February 4 2021: Queensland’s coal and gas plant profitability plummets
Findings of a new report released today from the Queensland Audit Office demonstrate why the Queensland Government urgently needs to plan for the transition of the energy system, with profits from state-owned energy companies plummeting $1.5 billion in 2019-20.
Off the back of the results, community group Solar Citizens say the Queensland Government needs to plan for early coal retirement as the influx of cheaper renewable energy means a decline in coal profits is inevitable.
“Coal stations aren’t very flexible, so when Queensland’s hundreds of thousands of solar rooftops are generating cheap energy during the day, they can lose a lot of money,” said Solar Citizens’ Queensland Campaigner, Stephanie Gray.
“Solar and wind projects are the cheapest form of new energy. The transition is here and it’s now being driven by price.
“It’s absurd that the Queensland Government is still expecting coal plants that are bleeding money to run until the end of their technical lives. Taxpayers will be funding polluting coal stations to stay online decades after they’re profitable.
“It’s in the best interest of Queenslanders if the state and federal governments plan for a rapid transition to clean energy. They need to be upfront with the community and provide certainty for workers who will be affected by inevitable generator closures."
Key report findings:
In 2019–20, the energy entities recorded a combined profit of $204 million.
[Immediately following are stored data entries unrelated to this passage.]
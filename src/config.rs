use std::path::{Path, PathBuf};

use directories::ProjectDirs;
use figment::{
    providers::{Env, Format, Serialized, Toml},
    Figment,
};
use serde::{Deserialize, Serialize};

use crate::error::MigrateError;

#[derive(Serialize, Deserialize, Debug, Clone, PartialEq)]
pub struct LoggingConfig {
    pub level: String,
    pub directory: Option<PathBuf>,
}

impl LoggingConfig {
    const LOG_LEVELS: [&'static str; 5] = ["error", "warn", "info", "debug", "trace"];
    const DEFAULT_LEVEL: &'static str = "info";

    fn ensure_valid(&mut self) {
        let str_original = self.level.clone();
        self.level = self.level.trim().to_ascii_lowercase();
        if !Self::LOG_LEVELS.contains(&self.level.as_str()) {
            eprintln!(
                "Config error: log level of '{}' is invalid - using default of '{}'",
                str_original,
                Self::DEFAULT_LEVEL
            );
            self.level = Self::DEFAULT_LEVEL.to_owned();
        }
    }
}

impl Default for LoggingConfig {
    fn default() -> Self {
        LoggingConfig {
            level: Self::DEFAULT_LEVEL.to_string(),
            directory: None,
        }
    }
}

#[derive(Serialize, Deserialize, Debug, Clone, PartialEq)]
pub struct DatabaseConfig {
    /// Explicit database file. When unset, the well-known locations are probed.
    pub path: Option<PathBuf>,
    pub busy_timeout_ms: u64,
}

impl DatabaseConfig {
    /// Locations probed, in order, when no path is configured.
    pub const CANDIDATE_PATHS: [&'static str; 2] = ["buildwise.db", "instance/buildwise.db"];
    const BUSY_TIMEOUT_MS: u64 = 5000;

    /// Resolve the database file relative to `base_dir`.
    ///
    /// A configured path always wins, even if it does not exist: opening it
    /// will then fail with a clear error instead of silently picking another file.
    pub fn resolve_path(&self, base_dir: &Path) -> Result<PathBuf, MigrateError> {
        if let Some(path) = &self.path {
            return Ok(path.clone());
        }

        Self::CANDIDATE_PATHS
            .iter()
            .map(|candidate| base_dir.join(candidate))
            .find(|candidate| candidate.is_file())
            .ok_or_else(|| {
                MigrateError::Error(format!(
                    "No database path configured and none of {:?} exist in '{}'",
                    Self::CANDIDATE_PATHS,
                    base_dir.display()
                ))
            })
    }
}

impl Default for DatabaseConfig {
    fn default() -> Self {
        DatabaseConfig {
            path: None,
            busy_timeout_ms: Self::BUSY_TIMEOUT_MS,
        }
    }
}

#[derive(Serialize, Deserialize, Debug, Clone, PartialEq, Default)]
pub struct LockConfig {
    /// Name recorded in the lock row. Defaults to `$USER` (or "unknown").
    pub holder: Option<String>,
}

impl LockConfig {
    pub fn holder_name(&self) -> String {
        match &self.holder {
            Some(holder) if !holder.trim().is_empty() => holder.trim().to_owned(),
            _ => std::env::var("USER")
                .or_else(|_| std::env::var("USERNAME"))
                .unwrap_or_else(|_| "unknown".to_owned()),
        }
    }
}

#[derive(Serialize, Deserialize, Debug, Clone, PartialEq, Default)]
pub struct Config {
    pub database: DatabaseConfig,
    pub logging: LoggingConfig,
    pub lock: LockConfig,
}

impl Config {
    pub const ENV_PREFIX: &'static str = "BUILDWISE_MIGRATE_";

    /// Default location of `config.toml` in the platform config directory.
    pub fn default_config_path() -> Option<PathBuf> {
        ProjectDirs::from("", "", "buildwise-migrate")
            .map(|dirs| dirs.config_dir().join("config.toml"))
    }

    /// Layers defaults, the TOML file (if present) and `BUILDWISE_MIGRATE_*`
    /// environment variables. Nested keys use `__`, e.g.
    /// `BUILDWISE_MIGRATE_DATABASE__PATH`.
    pub fn load(config_path: Option<&Path>) -> Result<Self, MigrateError> {
        let mut figment = Figment::from(Serialized::defaults(Config::default()));

        let config_path = config_path
            .map(Path::to_path_buf)
            .or_else(Self::default_config_path);
        if let Some(path) = config_path {
            figment = figment.merge(Toml::file(path));
        }

        let mut config: Config = figment
            .merge(Env::prefixed(Self::ENV_PREFIX).split("__"))
            .extract()?;

        config.ensure_valid();

        Ok(config)
    }

    fn ensure_valid(&mut self) {
        self.logging.ensure_valid();
    }
}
This was a decrease of $1.5 billion (88 per cent) from the previous year. This profit reduction was largely due to the generators (CleanCo, CS Energy and Stanwell), because of lower electricity prices.
Due to coal and gas generators being able to recover less than their current value, generators wrote down (decreased) the value of their power stations as follows:
Stanwell: $720 million (19 per cent of total assets)
CS Energy: $353 million (15 per cent of total assets)
Queensland’s wholesale electricity price fell on average by $27 per megawatt hour (33 per cent) compared to 2018–19. This is largely due to more cheap solar and wind energy coming online.
Solar Citizens welcomes this morning’s news that Shadow Climate and Energy Minister Chris Bowen will continue to back Labor’s opposition to the Morrison Government’s attack on clean energy funds.
“The Government is trying to use the Grid Reliability Fund Bill to undermine the independence of the Clean Energy Finance Corporation and use it to bankroll their disastrous gas-led recovery,” said Ellen Roberts from Solar Citizens.
“Gas is not a low emissions technology and investment in new gas isn’t necessary for emissions reduction or the transition to clean energy.”
“We support additional funding for the CEFC and investment in grid reliability and security, but not at the cost of turning the CEFC into a fossil fuel slush fund.”
“The CEFC, along with ARENA, have an unbeaten track record in supporting the growth of renewables, and are now the last meaningful federal clean energy policies in Australia. If the Government is serious about investing in clean energy technology, they’ll stop this backwards attempt to cling to gas and slow down the energy transition.”